▸ **YOUR INSTRUCTIONS**: What are the lines of the listing below, word for word, from the first down to the one that contains "let start = Instant::now();"?

▸ **EXERCISE MATERIALS**:

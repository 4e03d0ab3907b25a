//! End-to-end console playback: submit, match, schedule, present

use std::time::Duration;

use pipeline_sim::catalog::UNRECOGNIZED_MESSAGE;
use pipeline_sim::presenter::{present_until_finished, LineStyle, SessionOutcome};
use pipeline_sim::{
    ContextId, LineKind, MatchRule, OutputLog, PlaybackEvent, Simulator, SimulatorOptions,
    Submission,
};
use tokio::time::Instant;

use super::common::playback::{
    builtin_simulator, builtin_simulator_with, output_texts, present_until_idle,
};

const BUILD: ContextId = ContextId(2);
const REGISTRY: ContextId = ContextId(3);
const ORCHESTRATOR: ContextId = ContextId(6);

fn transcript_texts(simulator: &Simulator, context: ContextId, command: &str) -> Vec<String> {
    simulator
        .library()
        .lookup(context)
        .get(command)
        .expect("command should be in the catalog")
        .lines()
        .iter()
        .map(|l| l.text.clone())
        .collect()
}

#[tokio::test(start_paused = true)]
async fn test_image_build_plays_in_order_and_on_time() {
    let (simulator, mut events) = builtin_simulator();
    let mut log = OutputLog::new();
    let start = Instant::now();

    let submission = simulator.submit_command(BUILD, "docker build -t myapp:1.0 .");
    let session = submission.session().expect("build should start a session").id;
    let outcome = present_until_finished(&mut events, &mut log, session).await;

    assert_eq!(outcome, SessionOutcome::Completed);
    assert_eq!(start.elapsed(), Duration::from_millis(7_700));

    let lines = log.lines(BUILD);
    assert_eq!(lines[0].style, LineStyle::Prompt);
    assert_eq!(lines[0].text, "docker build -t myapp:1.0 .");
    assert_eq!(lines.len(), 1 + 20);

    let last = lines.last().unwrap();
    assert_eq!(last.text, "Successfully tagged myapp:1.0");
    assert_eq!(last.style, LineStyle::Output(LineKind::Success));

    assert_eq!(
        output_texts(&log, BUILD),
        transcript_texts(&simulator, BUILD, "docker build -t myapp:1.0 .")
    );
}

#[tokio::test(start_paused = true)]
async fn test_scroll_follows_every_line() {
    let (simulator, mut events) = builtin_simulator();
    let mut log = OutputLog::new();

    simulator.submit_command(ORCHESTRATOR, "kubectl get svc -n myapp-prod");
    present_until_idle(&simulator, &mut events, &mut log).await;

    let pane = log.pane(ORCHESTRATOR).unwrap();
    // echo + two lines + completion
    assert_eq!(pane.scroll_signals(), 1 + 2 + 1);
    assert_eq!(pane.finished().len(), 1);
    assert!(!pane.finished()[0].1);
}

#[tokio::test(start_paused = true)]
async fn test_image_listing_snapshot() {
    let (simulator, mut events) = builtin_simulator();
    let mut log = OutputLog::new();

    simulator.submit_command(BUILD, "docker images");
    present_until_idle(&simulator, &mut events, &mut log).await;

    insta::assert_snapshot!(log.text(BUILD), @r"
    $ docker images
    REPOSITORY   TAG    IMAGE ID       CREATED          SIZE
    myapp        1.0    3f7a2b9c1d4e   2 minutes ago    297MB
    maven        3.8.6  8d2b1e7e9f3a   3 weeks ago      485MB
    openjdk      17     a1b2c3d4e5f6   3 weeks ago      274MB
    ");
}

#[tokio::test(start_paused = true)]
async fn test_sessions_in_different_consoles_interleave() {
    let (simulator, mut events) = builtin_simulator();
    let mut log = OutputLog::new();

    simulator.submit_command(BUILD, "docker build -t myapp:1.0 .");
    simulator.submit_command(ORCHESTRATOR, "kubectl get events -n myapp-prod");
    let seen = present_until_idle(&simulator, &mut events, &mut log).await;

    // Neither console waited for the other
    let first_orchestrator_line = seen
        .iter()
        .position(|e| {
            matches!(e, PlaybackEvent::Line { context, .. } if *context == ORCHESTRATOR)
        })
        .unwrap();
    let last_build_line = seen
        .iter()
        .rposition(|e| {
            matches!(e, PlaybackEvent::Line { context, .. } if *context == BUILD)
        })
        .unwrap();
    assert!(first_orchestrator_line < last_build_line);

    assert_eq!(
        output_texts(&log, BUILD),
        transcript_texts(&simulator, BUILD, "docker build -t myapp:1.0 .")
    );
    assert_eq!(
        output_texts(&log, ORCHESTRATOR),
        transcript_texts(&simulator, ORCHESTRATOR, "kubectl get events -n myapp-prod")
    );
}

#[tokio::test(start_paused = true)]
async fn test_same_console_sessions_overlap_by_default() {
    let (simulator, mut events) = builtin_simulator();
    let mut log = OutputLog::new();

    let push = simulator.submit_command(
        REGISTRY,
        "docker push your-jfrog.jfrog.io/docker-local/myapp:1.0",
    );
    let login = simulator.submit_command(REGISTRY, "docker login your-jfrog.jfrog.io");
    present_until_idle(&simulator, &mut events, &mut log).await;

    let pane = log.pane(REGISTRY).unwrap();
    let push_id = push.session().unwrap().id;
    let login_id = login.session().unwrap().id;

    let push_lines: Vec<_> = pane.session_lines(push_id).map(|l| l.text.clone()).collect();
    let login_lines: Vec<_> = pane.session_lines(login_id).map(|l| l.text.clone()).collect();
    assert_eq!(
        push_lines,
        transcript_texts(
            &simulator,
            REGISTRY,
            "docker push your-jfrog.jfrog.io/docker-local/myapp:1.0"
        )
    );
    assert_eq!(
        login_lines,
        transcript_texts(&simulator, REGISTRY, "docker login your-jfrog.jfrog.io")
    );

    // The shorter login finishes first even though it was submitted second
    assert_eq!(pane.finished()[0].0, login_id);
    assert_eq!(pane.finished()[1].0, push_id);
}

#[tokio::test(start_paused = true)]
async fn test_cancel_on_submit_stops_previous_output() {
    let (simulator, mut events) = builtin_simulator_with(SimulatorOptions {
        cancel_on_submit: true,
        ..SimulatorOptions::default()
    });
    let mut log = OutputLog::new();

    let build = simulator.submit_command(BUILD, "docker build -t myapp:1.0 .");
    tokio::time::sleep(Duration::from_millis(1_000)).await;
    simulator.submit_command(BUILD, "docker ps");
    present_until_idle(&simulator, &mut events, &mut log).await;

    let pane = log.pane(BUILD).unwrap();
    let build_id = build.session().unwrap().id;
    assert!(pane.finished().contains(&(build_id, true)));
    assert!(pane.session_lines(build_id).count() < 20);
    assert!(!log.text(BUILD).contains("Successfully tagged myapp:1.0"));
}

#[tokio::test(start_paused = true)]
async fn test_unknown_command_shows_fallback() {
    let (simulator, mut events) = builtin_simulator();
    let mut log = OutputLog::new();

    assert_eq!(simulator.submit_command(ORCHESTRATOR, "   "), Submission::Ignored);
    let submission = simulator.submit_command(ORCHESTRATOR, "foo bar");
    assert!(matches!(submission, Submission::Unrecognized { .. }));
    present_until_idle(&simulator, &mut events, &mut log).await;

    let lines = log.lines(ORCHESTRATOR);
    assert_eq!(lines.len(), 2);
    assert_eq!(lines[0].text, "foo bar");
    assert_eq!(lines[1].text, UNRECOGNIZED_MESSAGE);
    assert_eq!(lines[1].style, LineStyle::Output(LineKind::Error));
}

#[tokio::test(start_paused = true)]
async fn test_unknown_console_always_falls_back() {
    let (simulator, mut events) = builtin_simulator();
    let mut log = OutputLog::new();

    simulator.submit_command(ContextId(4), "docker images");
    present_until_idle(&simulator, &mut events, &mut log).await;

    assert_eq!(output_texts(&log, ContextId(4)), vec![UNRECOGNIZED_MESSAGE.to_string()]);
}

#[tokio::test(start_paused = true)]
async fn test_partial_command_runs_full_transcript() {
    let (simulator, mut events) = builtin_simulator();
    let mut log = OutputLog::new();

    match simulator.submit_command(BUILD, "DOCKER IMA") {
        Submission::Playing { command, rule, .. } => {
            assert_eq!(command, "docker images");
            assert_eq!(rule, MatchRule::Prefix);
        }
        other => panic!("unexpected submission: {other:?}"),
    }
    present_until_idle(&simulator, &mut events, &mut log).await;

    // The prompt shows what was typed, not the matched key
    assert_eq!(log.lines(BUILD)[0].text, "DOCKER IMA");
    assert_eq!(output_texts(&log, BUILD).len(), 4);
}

▸ **ANSWER BELOW**:
repository 4e03d0ab3907b25a
//! End-to-end console playback: submit, match, schedule, present

use std::time::Duration;

use pipeline_sim::catalog::UNRECOGNIZED_MESSAGE;
use pipeline_sim::presenter::{present_until_finished, LineStyle, SessionOutcome};
use pipeline_sim::{
    ContextId, LineKind, MatchRule, OutputLog, PlaybackEvent, Simulator, SimulatorOptions,
    Submission,
};
use tokio::time::Instant;

use super::common::playback::{
    builtin_simulator, builtin_simulator_with, output_texts, present_until_idle,
};

const BUILD: ContextId = ContextId(2);
const REGISTRY: ContextId = ContextId(3);
const ORCHESTRATOR: ContextId = ContextId(6);

fn transcript_texts(simulator: &Simulator, context: ContextId, command: &str) -> Vec<String> {
    simulator
        .library()
        .lookup(context)
        .get(command)
        .expect("command should be in the catalog")
        .lines()
        .iter()
        .map(|l| l.text.clone())
        .collect()
}

#[tokio::test(start_paused = true)]
async fn test_image_build_plays_in_order_and_on_time() {
    let (simulator, mut events) = builtin_simulator();
    let mut log = OutputLog::new();
    let start = Instant::now();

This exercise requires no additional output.